To me it seems absurd to imagine that defeat for Assad would not pretty much immediately mean that the Islamic State extended its power to Damascus and Aleppo. The supposedly non-extremist fighters against Assad are certainly not pro-Western, and the divisions between them and ISIS seem to me to be slight.


 


Of course, a compromise peace would be good. Like all conservatives I believe very much in such arrangements. But the main obstacle to such a peace has been the absolute refusal of the rebels to contemplate any deal that left Assad in power. Every conference which has attempted to bring about a deal has foundered on this point. As I have many times pointed out our righteous modern insistence on trying and imprisoning (and sometimes hanging) overthrown tyrants, has made them  understandably reluctant to step down, so losing the sovereign immunity that keeps them safe from being hustled into a cell.
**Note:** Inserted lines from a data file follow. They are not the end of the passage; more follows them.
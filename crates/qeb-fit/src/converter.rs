//! Conversion between fit coefficients and quantum error bars
//!
//! The canonical model `y(x) = -a2 x^2 - a1 x + m ln(x) + c` peaks at `x0`
//! where `y'(x0) = 0`. Its best local quadratic approximation there (the
//! "deskewed" curve) has curvature `a = a2 + m / (2 x0^2)`, which defines the
//! width `Delta = 1/sqrt(a)`. The skew is `gamma = m / (6 a^2 x0^3)`.
//!
//! ```text
//!   (a2, a1, m, c)  <-->  (x0, Delta, gamma, y0)
//! ```

use crate::model::fit_fn_a2;
use crate::solver::Bounds;
use crate::transform::FtoX;
use qeb_core::{DiagnosticSink, Error, Result};
use serde::{Deserialize, Serialize};
use std::fmt;

/// Below this `a2` the canonical model is treated as having no quadratic term
const A2_LINEAR_THRESHOLD: f64 = 1e-6;

/// Seed used when no graphical guess gives valid canonical coefficients
pub const GENERIC_A2_SEED: [f64; 4] = [500.0, 100.0, 20.0, 0.0];

const MAX_GUESS_ATTEMPTS: usize = 10;

/// Quantum error bars in the fit coordinate `x`
#[derive(Debug, Clone, Copy, PartialEq, Serialize, Deserialize)]
pub struct QuantumErrorBarsX {
    /// Peak location
    pub x0: f64,
    /// Width of the deskewed Gaussian
    pub delta: f64,
    /// Leading skewness coefficient
    pub gamma: f64,
    /// Log of the peak height
    pub y0: f64,
}

impl QuantumErrorBarsX {
    /// Map the peak location back to the figure of merit
    pub fn to_f(&self, ftox: &FtoX) -> QuantumErrorBars {
        QuantumErrorBars {
            f0: ftox.xtof(self.x0),
            delta: self.delta,
            gamma: self.gamma,
            y0: self.y0,
        }
    }
}

/// Quantum error bars on the figure-of-merit axis
#[derive(Debug, Clone, Copy, PartialEq, Serialize, Deserialize)]
pub struct QuantumErrorBars {
    /// Peak location
    pub f0: f64,
    /// Width of the deskewed Gaussian
    pub delta: f64,
    /// Leading skewness coefficient
    pub gamma: f64,
    /// Log of the peak height
    pub y0: f64,
}

impl QuantumErrorBars {
    pub fn to_x(&self, ftox: &FtoX) -> QuantumErrorBarsX {
        QuantumErrorBarsX {
            x0: ftox.ftox(self.f0),
            delta: self.delta,
            gamma: self.gamma,
            y0: self.y0,
        }
    }
}

impl fmt::Display for QuantumErrorBars {
    fn fmt(&self, f: &mut fmt::Formatter<'_>) -> fmt::Result {
        write!(
            f,
            "f0={:.4}, Delta={:.4}, gamma={:.4}",
            self.f0, self.delta, self.gamma
        )
    }
}

/// Converts a model's coefficients to and from quantum error bars
pub trait ErrorBarConverter: Send + Sync + fmt::Debug {
    /// Bounds the coefficients are constrained to by default
    fn param_bounds(&self) -> Bounds;

    /// Coefficients describing the curve with the given error bars
    fn fit_params_from_error_bars_x(&self, q: &QuantumErrorBarsX) -> Vec<f64>;

    /// Coefficients to seed the optimizer with, given rough error bars
    fn guess_fit_params(&self, q: &QuantumErrorBarsX, _sink: &dyn DiagnosticSink) -> Vec<f64> {
        self.fit_params_from_error_bars_x(q)
    }

    /// Quantum error bars of the curve with the given coefficients
    fn error_bars_x(&self, params: &[f64], sink: &dyn DiagnosticSink) -> Result<QuantumErrorBarsX>;
}

/// Converter for the canonical `(a2, a1, m, c)` model
#[derive(Debug, Default, Clone, Copy)]
pub struct A2Converter;

impl ErrorBarConverter for A2Converter {
    fn param_bounds(&self) -> Bounds {
        Bounds::with_lower(vec![0.0, f64::NEG_INFINITY, 0.0, f64::NEG_INFINITY])
    }

    fn fit_params_from_error_bars_x(&self, q: &QuantumErrorBarsX) -> Vec<f64> {
        let x0 = q.x0;
        let a = 1.0 / (q.delta * q.delta);
        let m = q.gamma * 6.0 * a * a * x0.powi(3);

        let a2 = a - m / (2.0 * x0 * x0);
        let a1 = (a2 * m - 2.0 * a2 * a2 * x0 * x0) / (a2 * x0);
        let c = q.y0 + a2 * x0 * x0 + a1 * x0 - m * x0.ln();

        vec![a2, a1, m, c]
    }

    fn guess_fit_params(&self, q: &QuantumErrorBarsX, sink: &dyn DiagnosticSink) -> Vec<f64> {
        let mut attempt = *q;

        // A badly guessed gamma is the usual culprit; shrink it and retry
        for _ in 0..MAX_GUESS_ATTEMPTS {
            let params = self.fit_params_from_error_bars_x(&attempt);
            sink.debug(&format!(
                "guessing canonical coefficients: x0={}, Delta={}, gamma={} \
                 -> a2={}, a1={}, m={}, c={}",
                attempt.x0,
                attempt.delta,
                attempt.gamma,
                params[0],
                params[1],
                params[2],
                params[3]
            ));
            if params.iter().all(|v| v.is_finite()) && params[0] > 0.0 && params[2] > 0.0 {
                return params;
            }
            attempt.gamma /= 2.0;
        }

        sink.info("Having trouble guessing fit parameters graphically, resorting to generic guess");
        GENERIC_A2_SEED.to_vec()
    }

    fn error_bars_x(
        &self,
        params: &[f64],
        _sink: &dyn DiagnosticSink,
    ) -> Result<QuantumErrorBarsX> {
        check_len(params)?;
        let (a2, a1, m, c) = (params[0], params[1], params[2], params[3]);

        if a2 < 0.0 {
            return Err(Error::InvalidCurvature(format!(
                "Invalid value of a2: {a2} < 0"
            )));
        }

        let x0 = if a2 < A2_LINEAR_THRESHOLD {
            m / a1
        } else {
            ((a1 * a1 + 8.0 * a2 * m).sqrt() - a1) / (4.0 * a2)
        };
        if !x0.is_finite() || x0 <= 0.0 {
            return Err(Error::Computation(format!(
                "peak location x0={x0} is not a positive number (a2={a2}, a1={a1}, m={m})"
            )));
        }

        let y0 = fit_fn_a2(x0, a2, a1, m, c);
        let a = a2 + m / (2.0 * x0 * x0);
        if !(a > 0.0) {
            return Err(Error::Computation(format!(
                "effective curvature a={a} must be positive"
            )));
        }

        Ok(QuantumErrorBarsX {
            x0,
            delta: 1.0 / a.sqrt(),
            gamma: m / (6.0 * a * a * x0.powi(3)),
            y0,
        })
    }
}

/// Converter for the peak-centered `(a, x0, y0, m)` model
///
/// This parametrization cannot express `a2 >= 0` as a box constraint. A
/// negative derived `a2 = a - m / (2 x0^2)` is reported as a warning and the
/// error bars are still returned.
#[derive(Debug, Default, Clone, Copy)]
pub struct DirectConverter;

impl ErrorBarConverter for DirectConverter {
    fn param_bounds(&self) -> Bounds {
        Bounds::with_lower(vec![0.0, 0.0, f64::NEG_INFINITY, 0.0])
    }

    fn fit_params_from_error_bars_x(&self, q: &QuantumErrorBarsX) -> Vec<f64> {
        let a = 1.0 / (q.delta * q.delta);
        vec![a, q.x0, q.y0, q.gamma * 6.0 * a * a * q.x0.powi(3)]
    }

    fn error_bars_x(&self, params: &[f64], sink: &dyn DiagnosticSink) -> Result<QuantumErrorBarsX> {
        check_len(params)?;
        let (a, x0, y0, m) = (params[0], params[1], params[2], params[3]);

        if !(a > 0.0) {
            return Err(Error::InvalidCurvature(format!(
                "curvature a={a} must be positive"
            )));
        }
        if !(x0 > 0.0) || !x0.is_finite() {
            return Err(Error::Computation(format!(
                "peak location x0={x0} is not a positive number"
            )));
        }

        let a2 = a - m / (2.0 * x0 * x0);
        if a2 < 0.0 {
            sink.warning(&format!(
                "Fit parameters: invalid value for a={a}; corresponding a2={a2} should be >= 0"
            ));
        }

        Ok(QuantumErrorBarsX {
            x0,
            delta: 1.0 / a.sqrt(),
            gamma: m / (6.0 * a * a * x0.powi(3)),
            y0,
        })
    }
}

fn check_len(params: &[f64]) -> Result<()> {
    if params.len() != 4 {
        return Err(Error::size_mismatch(4, params.len(), "fit coefficients"));
    }
    Ok(())
}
The shocking and barbaric murder of Colonel Gadaffi in a Libyan drainpipe (an event which launched new horrors in that country) might also encourage any embattled head of state to battle on rather than show any weakness. Those who genuinely wanted peaceful amelioration of Syria would see this, make a deal and get all the concessions they could pocket while allowing Assad to stay.


 


But his foes, and the supposedly wise and responsible great powers of the West, have pursued a policy of all or nothing. They have got nothing, except unending and terrible war.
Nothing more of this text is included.